Llegué de Nueva York, todo parecía normal, la ciudad en su sitio, mi piso sucio y vacio… hasta que una serie de acontecimientos empezaron a darle un giro a mi vida. Y todo empezó allí, en el aeropuerto del Prat: se acercó un señor, vestía un smoking, fumaba tabaco de liar, su labio superior se frotaba la espalda con un bigote grande y elegante. Me miró con una seguridad aterradora y me dijo “hola, soy Lag, Jet Lag, y seré tu mosca cojonera durante unos días”.

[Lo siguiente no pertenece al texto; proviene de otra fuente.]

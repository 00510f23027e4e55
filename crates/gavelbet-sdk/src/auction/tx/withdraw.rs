use crate::address::Address;
use crate::auction::action::AuctionAction;
use crate::auction::state::{AuctionState, AuctionStatus};
use crate::contract::CompiledValidator;
use crate::error::{Error, Result};
use crate::hashing::KeyHash;
use crate::ledger::{TxOutput, UnspentOutput, Value};
use crate::plutus::ToPlutusData;
use crate::tx::TxDraft;

/// Parameters for reclaiming a superseded bid.
pub struct WithdrawParams {
    /// Output located by the OUTBID state.
    pub current: UnspentOutput,
    pub state: AuctionState,
    pub caller: KeyHash,
    pub payout_address: Address,
}

/// OUTBID → (spent). Pays the superseded bid back to its bidder.
pub fn build_withdraw_tx(validator: &CompiledValidator, params: &WithdrawParams) -> Result<TxDraft> {
    let state = &params.state;
    state.ensure_status(AuctionStatus::Outbid)?;
    if params.caller != state.highest_bidder {
        return Err(Error::Authorization(format!(
            "bid belongs to {}, not {}",
            state.highest_bidder, params.caller
        )));
    }
    if !params.payout_address.is_owned_by(&params.caller) {
        return Err(Error::Authorization(
            "payout address is not controlled by the withdrawing bidder".into(),
        ));
    }

    let mut draft = TxDraft::new();
    draft
        .spend_script(
            &params.current,
            validator,
            AuctionAction::withdraw().to_plutus_data(),
            &state.to_plutus_data(),
        )?
        .pay_to(TxOutput::new(
            params.payout_address.clone(),
            Value::lovelace(state.highest_bid),
        ))
        .require_signer(params.caller);
    Ok(draft)
}

#[cfg(test)]
mod tests {
    use super::*;
    use crate::testing::{auction_validator, locked_output, wallet_address};

    fn outbid() -> AuctionState {
        let started =
            AuctionState::deployed(KeyHash([1; 28]), "Painting#1", 5_000_000).started(100_000_000);
        started.outbid_by(KeyHash([2; 28]), 150_000_000).1
    }

    fn params(state: AuctionState, caller: u8) -> WithdrawParams {
        WithdrawParams {
            current: locked_output(&auction_validator(), 4, state.highest_bid, &state),
            state,
            caller: KeyHash([caller; 28]),
            payout_address: wallet_address(caller),
        }
    }

    #[test]
    fn pays_superseded_bid_to_bidder() {
        // The superseded state still names the seller's opening bid.
        let draft = build_withdraw_tx(&auction_validator(), &params(outbid(), 1)).unwrap();
        assert_eq!(draft.outputs().len(), 1);
        assert_eq!(draft.outputs()[0].value.coin, 100_000_000);
        assert_eq!(draft.outputs()[0].address, wallet_address(1));
        assert_eq!(draft.required_signers(), &[KeyHash([1; 28])]);
    }

    #[test]
    fn only_outbid_outputs_can_be_withdrawn() {
        let started =
            AuctionState::deployed(KeyHash([1; 28]), "Painting#1", 5_000_000).started(100_000_000);
        let err = build_withdraw_tx(&auction_validator(), &params(started, 1)).unwrap_err();
        assert!(matches!(
            err,
            Error::InvalidAuctionStatus {
                expected: AuctionStatus::Outbid,
                ..
            }
        ));
    }

    #[test]
    fn someone_else_cannot_withdraw() {
        let err = build_withdraw_tx(&auction_validator(), &params(outbid(), 3)).unwrap_err();
        assert!(matches!(err, Error::Authorization(_)));
    }
}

Y así fue, Jet Lag me ha cambiado la vida, a menudo no sé quién soy ni a qué día estamos. El mundo se ha vuelto loco, los estudiantes ya no protestan por el famoso plan de Bolonia, sino que están radicalmente en contra de la mortadela de Bolonia. Es curios, creía que era la única aprovechable y los inconscientes apoyan la mortadela de olivas sin cesar, “la mortadela sin olivas no vale nada!! Muerte a Bolonia!”. Gente quemando mortadelas… pero esto qué es?

Creo que le quedan dos días al señor Lag, menos mal. Por cierto, Nueva York muy bonito. Es una ciudad tentadora por su calma, su harmonía, su buen clima, su poco ruido… el último edén.